On academic writing

Chernobyl article in the Journal of Eurasian studies

I have just published an academic article about Chernobyl in the Journal of Eurasian Studies. You can view the paper here.

I have been working on the ideas in this paper for some years, first sketching some initial thoughts while sitting in a flat in north Kyiv, Ukraine. The view from the balcony of that apartment can be seen in a ‘lomo’ panorama photograph below. It’s nice to see these ideas put through the academic grinding mill of peer review and finally end up in a paper.

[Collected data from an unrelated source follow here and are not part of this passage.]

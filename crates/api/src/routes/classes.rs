//! Class routes.

use axum::{
    Json, Router,
    extract::{Path, Query, State},
    http::StatusCode,
    routing::get,
};
use scholaris_core::auth::UserRole;
use scholaris_db::{ClassInput, ClassRepository, entities::classes};
use serde::{Deserialize, Serialize};
use uuid::Uuid;
use validator::Validate;

use crate::{
    AppState,
    error::{ApiError, ApiResult},
    extractors::ValidatedJson,
    middleware::AuthUser,
};

/// Creates the class routes.
pub fn routes() -> Router<AppState> {
    Router::new()
        .route("/schools/{school}/classes", get(list_classes).post(create_class))
        .route(
            "/schools/{school}/classes/{class}",
            get(get_class).put(update_class).delete(delete_class),
        )
}

/// Query parameters for listing classes.
#[derive(Debug, Deserialize)]
pub struct ListClassesQuery {
    /// Only classes of this section.
    pub section_id: Option<Uuid>,
}

/// Request body for creating or replacing a class.
#[derive(Debug, Deserialize, Validate)]
pub struct ClassRequest {
    /// Section the class belongs to.
    pub section_id: Uuid,
    /// Class name, e.g. "Primary 5".
    #[validate(length(min = 1, max = 100, message = "Class name is required"))]
    pub class_name: String,
    /// Description.
    pub description: Option<String>,
    /// Form teacher.
    pub form_teacher_id: Option<Uuid>,
    /// Maximum number of students.
    #[validate(range(min = 1, message = "Capacity must be at least 1"))]
    pub capacity: Option<i32>,
    /// Active flag (default: true).
    pub is_active: Option<bool>,
}

impl From<ClassRequest> for ClassInput {
    fn from(req: ClassRequest) -> Self {
        Self {
            section_id: req.section_id,
            class_name: req.class_name.trim().to_string(),
            description: req.description,
            form_teacher_id: req.form_teacher_id,
            capacity: req.capacity,
            is_active: req.is_active.unwrap_or(true),
        }
    }
}

/// A class with its head count.
#[derive(Debug, Serialize)]
pub struct ClassResponse {
    /// Class row.
    #[serde(flatten)]
    pub class: classes::Model,
    /// Students assigned to the class.
    pub student_count: u64,
}

async fn list_classes(
    State(state): State<AppState>,
    Path(school_id): Path<Uuid>,
    Query(query): Query<ListClassesQuery>,
) -> ApiResult<Json<Vec<classes::Model>>> {
    let classes = ClassRepository::new(state.conn())
        .list(school_id, query.section_id)
        .await?;
    Ok(Json(classes))
}

async fn get_class(
    State(state): State<AppState>,
    Path((school_id, class_id)): Path<(Uuid, Uuid)>,
) -> ApiResult<Json<ClassResponse>> {
    let repo = ClassRepository::new(state.conn());
    let class = repo
        .find(school_id, class_id)
        .await?
        .ok_or_else(|| ApiError::not_found("Class not found"))?;
    let student_count = repo.student_count(class.id).await?;
    Ok(Json(ClassResponse {
        class,
        student_count,
    }))
}

async fn create_class(
    State(state): State<AppState>,
    auth: AuthUser,
    Path(school_id): Path<Uuid>,
    ValidatedJson(payload): ValidatedJson<ClassRequest>,
) -> ApiResult<(StatusCode, Json<classes::Model>)> {
    auth.require(UserRole::can_manage_school)?;
    let class = ClassRepository::new(state.conn())
        .create(school_id, payload.into())
        .await?;
    Ok((StatusCode::CREATED, Json(class)))
}

async fn update_class(
    State(state): State<AppState>,
    auth: AuthUser,
    Path((school_id, class_id)): Path<(Uuid, Uuid)>,
    ValidatedJson(payload): ValidatedJson<ClassRequest>,
) -> ApiResult<Json<classes::Model>> {
    auth.require(UserRole::can_manage_school)?;
    let class = ClassRepository::new(state.conn())
        .update(school_id, class_id, payload.into())
        .await?;
    Ok(Json(class))
}

async fn delete_class(
    State(state): State<AppState>,
    auth: AuthUser,
    Path((school_id, class_id)): Path<(Uuid, Uuid)>,
) -> ApiResult<StatusCode> {
    auth.require(UserRole::can_manage_school)?;
    ClassRepository::new(state.conn())
        .delete(school_id, class_id)
        .await?;
    Ok(StatusCode::NO_CONTENT)
}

Being new to academia I am still amazed how it takes so long to publish an academic article. And I don’t just mean the final stages of publication like dealing with the editor’s final comments, reformatting citation bibliographies and re-checking ‘uncorrected proofs’. I mean the whole thing: collecting the data; making sense of it; sketching out ideas; drafting; re-drafting and writing the damn thing; sending it off for peer review; and then the long months of waiting before the inevitable and sometimes frustrating reviewers’ comments.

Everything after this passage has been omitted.